En 1725, pasados once años de la caída de Barcelona, las cancillerías de Viena y de Madrid sellaban una paz diplomática, que a los dominios borbónicos era la paz de plomo de la represión, y acordaban la restitución de los bienes confiscados a los exiliados. El Tratado de Viena (1725) —como todas las paces— coincidía con la necesidad de poner fin a un gasto de guerra por una de las partes. En aquel caso la tradicional ambición de los Habsburgo para dominar Europa había dilapidado la caja en los campos de batalla del Rin y anunciaba el fin del sistema de pensiones destinadas a sostener el exilio.
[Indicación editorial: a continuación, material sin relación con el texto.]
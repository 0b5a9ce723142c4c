use sqlx::sqlite::{SqliteConnectOptions, SqlitePool, SqlitePoolOptions};

use async_trait::async_trait;

use super::{BillRow, BillStore, StoreError, items_total, parse_due_date};
use crate::config::Config;
use crate::models::{Bill, BillInput, BillItem, BillItemInput, BillSummary};

/// SQLite-backed store. Booleans live as 0/1 integers and dates as ISO
/// text; both translations stay behind the `BillStore` boundary.
pub struct SqliteStore {
    pool: SqlitePool,
}

impl SqliteStore {
    /// Open the database file at the configured path, creating it if
    /// missing. Foreign keys are enabled per connection so bill deletion
    /// cascades to items.
    pub async fn connect(config: &Config) -> Result<Self, StoreError> {
        let options = SqliteConnectOptions::new()
            .filename(&config.db_path)
            .create_if_missing(true)
            .foreign_keys(true);

        let pool = SqlitePoolOptions::new()
            .max_connections(5)
            .connect_with(options)
            .await?;

        Ok(Self { pool })
    }

    /// Overwrite a bill's total with a fresh aggregate over its persisted
    /// items, inside the caller's transaction.
    async fn recompute_total(
        tx: &mut sqlx::Transaction<'_, sqlx::Sqlite>,
        bill_id: i64,
    ) -> Result<(), StoreError> {
        sqlx::query(
            r#"
            UPDATE bills
            SET total = (
                SELECT COALESCE(SUM(amount * quantity), 0)
                FROM bill_items
                WHERE bill_id = ?
            )
            WHERE id = ?
            "#,
        )
        .bind(bill_id)
        .bind(bill_id)
        .execute(&mut **tx)
        .await?;

        Ok(())
    }
}

#[async_trait]
impl BillStore for SqliteStore {
    async fn list_bills(&self) -> Result<Vec<BillSummary>, StoreError> {
        let bills = sqlx::query_as::<_, BillSummary>(
            r#"
            SELECT b.id, b.title, b.description, b.total, b.due_date, b.paid,
                   b.created_at, b.updated_at, COUNT(i.id) AS item_count
            FROM bills b
            LEFT JOIN bill_items i ON i.bill_id = b.id
            GROUP BY b.id
            ORDER BY b.due_date ASC
            "#,
        )
        .fetch_all(&self.pool)
        .await?;

        Ok(bills)
    }

    async fn get_bill(&self, id: i64) -> Result<Bill, StoreError> {
        let row = sqlx::query_as::<_, BillRow>(
            r#"
            SELECT id, title, description, total, due_date, paid, created_at, updated_at
            FROM bills
            WHERE id = ?
            "#,
        )
        .bind(id)
        .fetch_optional(&self.pool)
        .await?
        .ok_or(StoreError::NotFound)?;

        let items = self.list_bill_items(id).await?;

        Ok(row.into_bill(items))
    }

    async fn create_bill(&self, input: &BillInput) -> Result<i64, StoreError> {
        // Validate and compute before anything touches the database.
        let due_date = parse_due_date(input.due_date.as_deref())?;
        let total = items_total(&input.items);

        let mut tx = self.pool.begin().await?;

        let result = sqlx::query(
            r#"
            INSERT INTO bills (title, description, total, due_date, paid)
            VALUES (?, ?, ?, ?, ?)
            "#,
        )
        .bind(&input.title)
        .bind(&input.description)
        .bind(total)
        .bind(due_date)
        .bind(input.paid)
        .execute(&mut *tx)
        .await?;

        let bill_id = result.last_insert_rowid();

        for item in &input.items {
            sqlx::query(
                r#"
                INSERT INTO bill_items (bill_id, name, description, amount, quantity)
                VALUES (?, ?, ?, ?, ?)
                "#,
            )
            .bind(bill_id)
            .bind(&item.name)
            .bind(&item.description)
            .bind(item.amount)
            .bind(item.quantity)
            .execute(&mut *tx)
            .await?;
        }

        tx.commit().await?;

        Ok(bill_id)
    }

    async fn update_bill(&self, id: i64, input: &BillInput) -> Result<(), StoreError> {
        let due_date = parse_due_date(input.due_date.as_deref())?;
        let total = items_total(&input.items);

        let mut tx = self.pool.begin().await?;

        sqlx::query(
            r#"
            UPDATE bills
            SET title = ?, description = ?, total = ?, due_date = ?, paid = ?
            WHERE id = ?
            "#,
        )
        .bind(&input.title)
        .bind(&input.description)
        .bind(total)
        .bind(due_date)
        .bind(input.paid)
        .bind(id)
        .execute(&mut *tx)
        .await?;

        // Replace the whole item set rather than diffing it.
        sqlx::query("DELETE FROM bill_items WHERE bill_id = ?")
            .bind(id)
            .execute(&mut *tx)
            .await?;

        for item in &input.items {
            sqlx::query(
                r#"
                INSERT INTO bill_items (bill_id, name, description, amount, quantity)
                VALUES (?, ?, ?, ?, ?)
                "#,
            )
            .bind(id)
            .bind(&item.name)
            .bind(&item.description)
            .bind(item.amount)
            .bind(item.quantity)
            .execute(&mut *tx)
            .await?;
        }

        tx.commit().await?;

        Ok(())
    }

    async fn delete_bill(&self, id: i64) -> Result<(), StoreError> {
        // Items are removed by the ON DELETE CASCADE constraint.
        sqlx::query("DELETE FROM bills WHERE id = ?")
            .bind(id)
            .execute(&self.pool)
            .await?;

        Ok(())
    }

    async fn list_bill_items(&self, bill_id: i64) -> Result<Vec<BillItem>, StoreError> {
        let items = sqlx::query_as::<_, BillItem>(
            r#"
            SELECT id, bill_id, name, description, amount, quantity, created_at, updated_at
            FROM bill_items
            WHERE bill_id = ?
            "#,
        )
        .bind(bill_id)
        .fetch_all(&self.pool)
        .await?;

        Ok(items)
    }

    async fn get_bill_item(&self, id: i64) -> Result<BillItem, StoreError> {
        sqlx::query_as::<_, BillItem>(
            r#"
            SELECT id, bill_id, name, description, amount, quantity, created_at, updated_at
            FROM bill_items
            WHERE id = ?
            "#,
        )
        .bind(id)
        .fetch_optional(&self.pool)
        .await?
        .ok_or(StoreError::NotFound)
    }

    async fn create_bill_item(
        &self,
        bill_id: i64,
        input: &BillItemInput,
    ) -> Result<i64, StoreError> {
        let mut tx = self.pool.begin().await?;

        let result = sqlx::query(
            r#"
            INSERT INTO bill_items (bill_id, name, description, amount, quantity)
            VALUES (?, ?, ?, ?, ?)
            "#,
        )
        .bind(bill_id)
        .bind(&input.name)
        .bind(&input.description)
        .bind(input.amount)
        .bind(input.quantity)
        .execute(&mut *tx)
        .await?;

        let item_id = result.last_insert_rowid();

        Self::recompute_total(&mut tx, bill_id).await?;

        tx.commit().await?;

        Ok(item_id)
    }

    async fn update_bill_item(&self, id: i64, input: &BillItemInput) -> Result<(), StoreError> {
        let mut tx = self.pool.begin().await?;

        // Resolve the owning bill up front so the total can be recomputed
        // without a second round trip after the write.
        let bill_id: i64 = sqlx::query_scalar("SELECT bill_id FROM bill_items WHERE id = ?")
            .bind(id)
            .fetch_optional(&mut *tx)
            .await?
            .ok_or(StoreError::NotFound)?;

        sqlx::query(
            r#"
            UPDATE bill_items
            SET name = ?, description = ?, amount = ?, quantity = ?
            WHERE id = ?
            "#,
        )
        .bind(&input.name)
        .bind(&input.description)
        .bind(input.amount)
        .bind(input.quantity)
        .bind(id)
        .execute(&mut *tx)
        .await?;

        Self::recompute_total(&mut tx, bill_id).await?;

        tx.commit().await?;

        Ok(())
    }

    async fn delete_bill_item(&self, id: i64) -> Result<(), StoreError> {
        let mut tx = self.pool.begin().await?;

        let bill_id: i64 = sqlx::query_scalar("SELECT bill_id FROM bill_items WHERE id = ?")
            .bind(id)
            .fetch_optional(&mut *tx)
            .await?
            .ok_or(StoreError::NotFound)?;

        sqlx::query("DELETE FROM bill_items WHERE id = ?")
            .bind(id)
            .execute(&mut *tx)
            .await?;

        Self::recompute_total(&mut tx, bill_id).await?;

        tx.commit().await?;

        Ok(())
    }

    async fn create_tables(&self) -> Result<(), StoreError> {
        sqlx::query(
            r#"
            CREATE TABLE IF NOT EXISTS bills (
                id INTEGER PRIMARY KEY AUTOINCREMENT,
                title TEXT NOT NULL,
                description TEXT,
                total REAL NOT NULL DEFAULT 0,
                due_date DATE,
                paid INTEGER NOT NULL DEFAULT 0,
                created_at TIMESTAMP NOT NULL DEFAULT CURRENT_TIMESTAMP,
                updated_at TIMESTAMP NOT NULL DEFAULT CURRENT_TIMESTAMP
            )
            "#,
        )
        .execute(&self.pool)
        .await?;

        sqlx::query(
            r#"
            CREATE TABLE IF NOT EXISTS bill_items (
                id INTEGER PRIMARY KEY AUTOINCREMENT,
                bill_id INTEGER NOT NULL,
                name TEXT NOT NULL,
                description TEXT,
                amount REAL NOT NULL,
                quantity INTEGER NOT NULL DEFAULT 1,
                created_at TIMESTAMP NOT NULL DEFAULT CURRENT_TIMESTAMP,
                updated_at TIMESTAMP NOT NULL DEFAULT CURRENT_TIMESTAMP,
                FOREIGN KEY (bill_id) REFERENCES bills(id) ON DELETE CASCADE
            )
            "#,
        )
        .execute(&self.pool)
        .await?;

        // SQLite has no ON UPDATE column clause; refresh updated_at with
        // triggers instead.
        sqlx::query(
            r#"
            CREATE TRIGGER IF NOT EXISTS bills_updated_at
            AFTER UPDATE ON bills
            FOR EACH ROW
            BEGIN
                UPDATE bills SET updated_at = CURRENT_TIMESTAMP WHERE id = OLD.id;
            END
            "#,
        )
        .execute(&self.pool)
        .await?;

        sqlx::query(
            r#"
            CREATE TRIGGER IF NOT EXISTS bill_items_updated_at
            AFTER UPDATE ON bill_items
            FOR EACH ROW
            BEGIN
                UPDATE bill_items SET updated_at = CURRENT_TIMESTAMP WHERE id = OLD.id;
            END
            "#,
        )
        .execute(&self.pool)
        .await?;

        Ok(())
    }

    async fn close(&self) {
        self.pool.close().await;
    }
}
Una parte, que es difícil averiguar si era la más confiada o la más desconfiada, volvió a Catalunya, y sin embargo tardarían años en recuperar su patrimonio. En cambio, aquellos que no podían contar ni patrimonio ni familia en Catalunya —el sector más desfavorecido del exilio— se embarcaron en el proyecto de creación de una colonia catalana en los Balcanes: Nueva Barcelona.

Plano de Nueva Barcelona. Fuente Archivo de El Nacional

Plano de Nueva Barcelona.

Nueva Barcelona

El año 1734, pasados veinte años de la caída de Barcelona, el gobierno imperial autorizaba la creación de una colonia catalana en el valle del Danubio, en la actual región de la Voivodia, en Serbia. Josep Plantí, uno de los altos funcionarios catalanes de la corte vienesa, redactó un proyecto que no dejaba nada a la improvisación. Pero a pesar del prestigio que acompañaba la iniciativa, el fracaso de Nueva Barcelona marcaría el fin definitivo del movimiento del exilio. En un reportaje publicado con anterioridad "Nueva Barcelona, la colonia catalana de los Balcanes" se explica que el fracaso de la iniciativa se escribía con "p": previsiones erróneas, perfiles inadecuados y peste de Voivodina. El fracaso de Nueva Barcelona provocaría la dispersión definitiva de los restos del exilio y la desaparición de los valores del exilio: cohesión y solidaridad. Un fracaso que no oculta la verdadera dimensión de un fenómeno que afectó, en conjunto, a 30.000 catalanes; y que sería el primer exilio político de la historia hispánica.